Work instruction >>
Your reply should consist solely of the number of lines in the data that contain "Creates".

------------

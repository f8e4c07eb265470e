//! Rendered page content shared by the router and containers.

use std::sync::Arc;

use parking_lot::RwLock;

/// HTML body of the visible view. Clones share the same content.
#[derive(Debug, Clone, Default)]
pub struct Page {
    body: Arc<RwLock<String>>,
}

impl Page {
    /// Creates an empty page.
    #[must_use]
    pub fn new() -> Self {
        Self::default()
    }

    /// Replaces the page content.
    pub fn set_body(&self, html: impl Into<String>) {
        *self.body.write() = html.into();
    }

    /// Returns a copy of the page content.
    #[must_use]
    pub fn body(&self) -> String {
        self.body.read().clone()
    }

    /// Returns whether the page content contains `needle`.
    #[must_use]
    pub fn contains(&self, needle: &str) -> bool {
        self.body.read().contains(needle)
    }
}
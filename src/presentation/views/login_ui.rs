//! Sign-in view.

/// Renders the sign-in view.
#[must_use]
pub fn login_ui() -> String {
    concat!(
        r#"<div class="login-page" data-testid="login-page">"#,
        r#"<h2>Employé</h2>"#,
        r#"<form data-testid="form-employee">"#,
        r#"<input data-testid="employee-email-input" type="email" placeholder="johndoe@email.com" required>"#,
        r#"<input data-testid="employee-password-input" type="password" placeholder="******" required>"#,
        r#"<button type="submit" data-testid="employee-login-button">Se connecter</button>"#,
        r#"</form>"#,
        r#"</div>"#,
    )
    .to_string()
}
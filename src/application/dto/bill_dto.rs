//! Bill DTOs exchanged between views, containers and use cases.

use crate::application::services::bill_format::format_date;
use crate::domain::entities::{Bill, BillStatus};

/// Raw values of the new-bill form, keyed by field role.
#[derive(Debug, Clone, Default, PartialEq, Eq)]
pub struct NewBillForm {
    /// Expense type select.
    pub expense_type: String,
    /// Expense name input.
    pub name: String,
    /// Amount input.
    pub amount: String,
    /// Date picker.
    pub date: String,
    /// VAT input.
    pub vat: String,
    /// VAT percentage input.
    pub pct: String,
    /// Commentary text area.
    pub commentary: String,
}

impl NewBillForm {
    /// Creates an empty form.
    #[must_use]
    pub fn new() -> Self {
        Self::default()
    }

    #[must_use]
    pub fn expense_type(mut self, value: impl Into<String>) -> Self {
        self.expense_type = value.into();
        self
    }

    #[must_use]
    pub fn name(mut self, value: impl Into<String>) -> Self {
        self.name = value.into();
        self
    }

    #[must_use]
    pub fn amount(mut self, value: impl Into<String>) -> Self {
        self.amount = value.into();
        self
    }

    #[must_use]
    pub fn date(mut self, value: impl Into<String>) -> Self {
        self.date = value.into();
        self
    }

    #[must_use]
    pub fn vat(mut self, value: impl Into<String>) -> Self {
        self.vat = value.into();
        self
    }

    #[must_use]
    pub fn pct(mut self, value: impl Into<String>) -> Self {
        self.pct = value.into();
        self
    }

    #[must_use]
    pub fn commentary(mut self, value: impl Into<String>) -> Self {
        self.commentary = value.into();
        self
    }
}

/// One row of the bill list.
#[derive(Debug, Clone, PartialEq, Eq)]
pub struct BillView {
    /// Store identifier.
    pub id: Option<String>,
    /// Expense category.
    pub expense_type: String,
    /// Expense name.
    pub name: String,
    /// Amount in euros, absent when the form value was not a number.
    pub amount: Option<i64>,
    /// Date shown to the user.
    pub date: String,
    /// Date as stored, used for ordering.
    pub raw_date: String,
    /// Review status.
    pub status: BillStatus,
    /// Receipt URL.
    pub file_url: Option<String>,
    /// Receipt file name.
    pub file_name: Option<String>,
}

impl BillView {
    /// Builds a row showing the raw stored date.
    #[must_use]
    pub fn raw(bill: Bill) -> Self {
        Self {
            id: bill.id,
            expense_type: bill.expense_type,
            name: bill.name,
            amount: bill.amount,
            date: bill.date.clone(),
            raw_date: bill.date,
            status: bill.status,
            file_url: bill.file_url,
            file_name: bill.file_name,
        }
    }

    /// Builds a row with the display date format.
    #[must_use]
    pub fn formatted(bill: Bill) -> Self {
        let mut view = Self::raw(bill);
        view.date = format_date(&view.raw_date);
        view
    }

    /// Returns the status label.
    #[must_use]
    pub const fn status_label(&self) -> &'static str {
        self.status.label()
    }
}

impl From<Bill> for BillView {
    fn from(bill: Bill) -> Self {
        Self::raw(bill)
    }
}
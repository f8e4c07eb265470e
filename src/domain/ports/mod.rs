mod bill_store_port;
mod client_storage_port;

pub use bill_store_port::{BillStorePort, CreateBillRequest, CreatedBill, UpdateBillRequest};
pub use client_storage_port::{ClientStoragePort, JWT_KEY, USER_KEY};
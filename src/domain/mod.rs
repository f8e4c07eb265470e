//! Domain layer with core business entities and port definitions.

/// Entity definitions.
pub mod entities;
/// Error types.
pub mod errors;
/// Port definitions.
pub mod ports;

pub use entities::{Bill, BillStatus, SessionUser};
pub use errors::{BillError, SessionError, StoreError};
pub use ports::{BillStorePort, ClientStoragePort};
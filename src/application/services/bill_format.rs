//! Display formatting and ordering for bill lists.

use chrono::{Datelike, NaiveDate};
use tracing::warn;

const MONTHS: [&str; 12] = [
    "Jan", "Fév", "Mar", "Avr", "Mai", "Jui", "Jui", "Aoû", "Sep", "Oct", "Nov", "Déc",
];

/// Formats a `YYYY-MM-DD` date as `4 Avr. 04`.
///
/// Dates that do not parse are returned unchanged.
#[must_use]
pub fn format_date(date: &str) -> String {
    match NaiveDate::parse_from_str(date, "%Y-%m-%d") {
        Ok(parsed) => format!(
            "{} {}. {:02}",
            parsed.day(),
            MONTHS[parsed.month0() as usize],
            parsed.year().rem_euclid(100)
        ),
        Err(e) => {
            warn!(date, error = %e, "Unparsable bill date, showing raw value");
            date.to_string()
        }
    }
}

/// Sorts items by date string, most recent first. Ties keep their order.
pub fn sort_by_date_desc<T>(items: &mut [T], date: impl Fn(&T) -> &str) {
    items.sort_by(|a, b| date(b).cmp(date(a)));
}
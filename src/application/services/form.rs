//! Numeric form field parsing.
//!
//! Fields are parsed the way a browser `parseInt` reads them: leading
//! whitespace is skipped, an optional sign and the leading run of digits are
//! kept, anything after is ignored. Values beyond the `i64` range saturate.

use crate::domain::entities::DEFAULT_PCT;

/// Parses the leading integer of a form value.
#[must_use]
pub fn parse_leading_int(value: &str) -> Option<i64> {
    let trimmed = value.trim_start();
    let (negative, digits) = match trimmed.as_bytes().first() {
        Some(b'-') => (true, &trimmed[1..]),
        Some(b'+') => (false, &trimmed[1..]),
        _ => (false, trimmed),
    };

    let end = digits
        .find(|c: char| !c.is_ascii_digit())
        .unwrap_or(digits.len());

    if end == 0 {
        return None;
    }

    let magnitude = digits[..end].bytes().fold(0_i64, |acc, d| {
        acc.saturating_mul(10).saturating_add(i64::from(d - b'0'))
    });

    Some(if negative { -magnitude } else { magnitude })
}

/// Parses the amount field. No fallback: unparsable amounts stay `None`.
/// Amounts too large for `i64` saturate to `i64::MAX`.
#[must_use]
pub fn parse_amount(value: &str) -> Option<i64> {
    parse_leading_int(value)
}

/// Parses the VAT percentage field, falling back to [`DEFAULT_PCT`] when
/// the value is unparsable or zero.
#[must_use]
pub fn parse_pct(value: &str) -> i64 {
    match parse_leading_int(value) {
        Some(pct) if pct != 0 => pct,
        _ => DEFAULT_PCT,
    }
}
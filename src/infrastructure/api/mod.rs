//! Bill store REST client.

mod client;
mod dto;

pub use client::HttpBillStore;
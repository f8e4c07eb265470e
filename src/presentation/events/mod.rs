//! Typed UI events delivered to containers.

use crate::application::dto::NewBillForm;
use crate::domain::entities::SelectedFile;

/// The receipt file input changed.
#[derive(Debug, Clone)]
pub struct FileChangeEvent {
    /// Picked file.
    pub file: SelectedFile,
    /// Path value reported by the input, e.g. `C:\fakepath\receipt.png`.
    pub value: String,
}

impl FileChangeEvent {
    /// Creates new file change event.
    #[must_use]
    pub fn new(file: SelectedFile, value: impl Into<String>) -> Self {
        Self {
            file,
            value: value.into(),
        }
    }
}

/// The new-bill form was submitted.
#[derive(Debug, Clone)]
pub struct SubmitEvent {
    /// Field values at submit time.
    pub form: NewBillForm,
}

impl SubmitEvent {
    /// Creates new submit event.
    #[must_use]
    pub const fn new(form: NewBillForm) -> Self {
        Self { form }
    }
}

/// A row's receipt preview icon was activated.
#[derive(Debug, Clone, PartialEq, Eq)]
pub struct IconEyeEvent {
    /// Receipt URL carried by the row.
    pub bill_url: String,
}

impl IconEyeEvent {
    /// Creates new icon event.
    #[must_use]
    pub fn new(bill_url: impl Into<String>) -> Self {
        Self {
            bill_url: bill_url.into(),
        }
    }
}
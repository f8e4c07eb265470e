//! Handle over a store call running in the background.

use std::future::Future;

use tokio::task::JoinHandle;

use crate::domain::errors::BillError;

/// A spawned operation the caller may await or drop.
///
/// Dropping the handle detaches the task; it still runs to completion.
#[derive(Debug)]
#[must_use = "drop explicitly with `detach` to ignore the outcome"]
pub struct PendingOperation<T> {
    handle: JoinHandle<Result<T, BillError>>,
}

impl<T: Send + 'static> PendingOperation<T> {
    /// Spawns `future` on the current tokio runtime.
    ///
    /// # Panics
    /// Panics when called outside a tokio runtime.
    pub fn spawn<F>(future: F) -> Self
    where
        F: Future<Output = Result<T, BillError>> + Send + 'static,
    {
        Self {
            handle: tokio::spawn(future),
        }
    }

    /// Waits for the operation's outcome.
    ///
    /// # Errors
    /// Returns the operation's error, or `Task` if the task panicked.
    pub async fn wait(self) -> Result<T, BillError> {
        self.handle
            .await
            .map_err(|e| BillError::task(e.to_string()))?
    }

    /// Returns whether the operation has finished.
    #[must_use]
    pub fn is_finished(&self) -> bool {
        self.handle.is_finished()
    }

    /// Lets the operation run without observing it.
    pub fn detach(self) {}
}
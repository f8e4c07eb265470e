//! Domain error types.

mod bill_error;
mod session_error;
mod store_error;

pub use bill_error::BillError;
pub use session_error::SessionError;
pub use store_error::StoreError;
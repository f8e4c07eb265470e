//! Client-side key/value storage port definition.

use crate::domain::errors::SessionError;

/// Key holding the JSON-encoded signed-in user.
pub const USER_KEY: &str = "user";

/// Key holding the store access token.
pub const JWT_KEY: &str = "jwt";

/// Port for the local key/value store that survives between runs.
pub trait ClientStoragePort: Send + Sync {
    /// Returns the value stored under `key`.
    ///
    /// # Errors
    /// Returns error if the backing store cannot be read.
    fn get_item(&self, key: &str) -> Result<Option<String>, SessionError>;

    /// Stores `value` under `key`.
    ///
    /// # Errors
    /// Returns error if the backing store cannot be written.
    fn set_item(&self, key: &str, value: &str) -> Result<(), SessionError>;

    /// Removes `key`.
    ///
    /// # Errors
    /// Returns error if the backing store cannot be written.
    fn remove_item(&self, key: &str) -> Result<(), SessionError>;

    /// Removes every key.
    ///
    /// # Errors
    /// Returns error if the backing store cannot be written.
    fn clear(&self) -> Result<(), SessionError>;
}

------------

Result of the task >>
5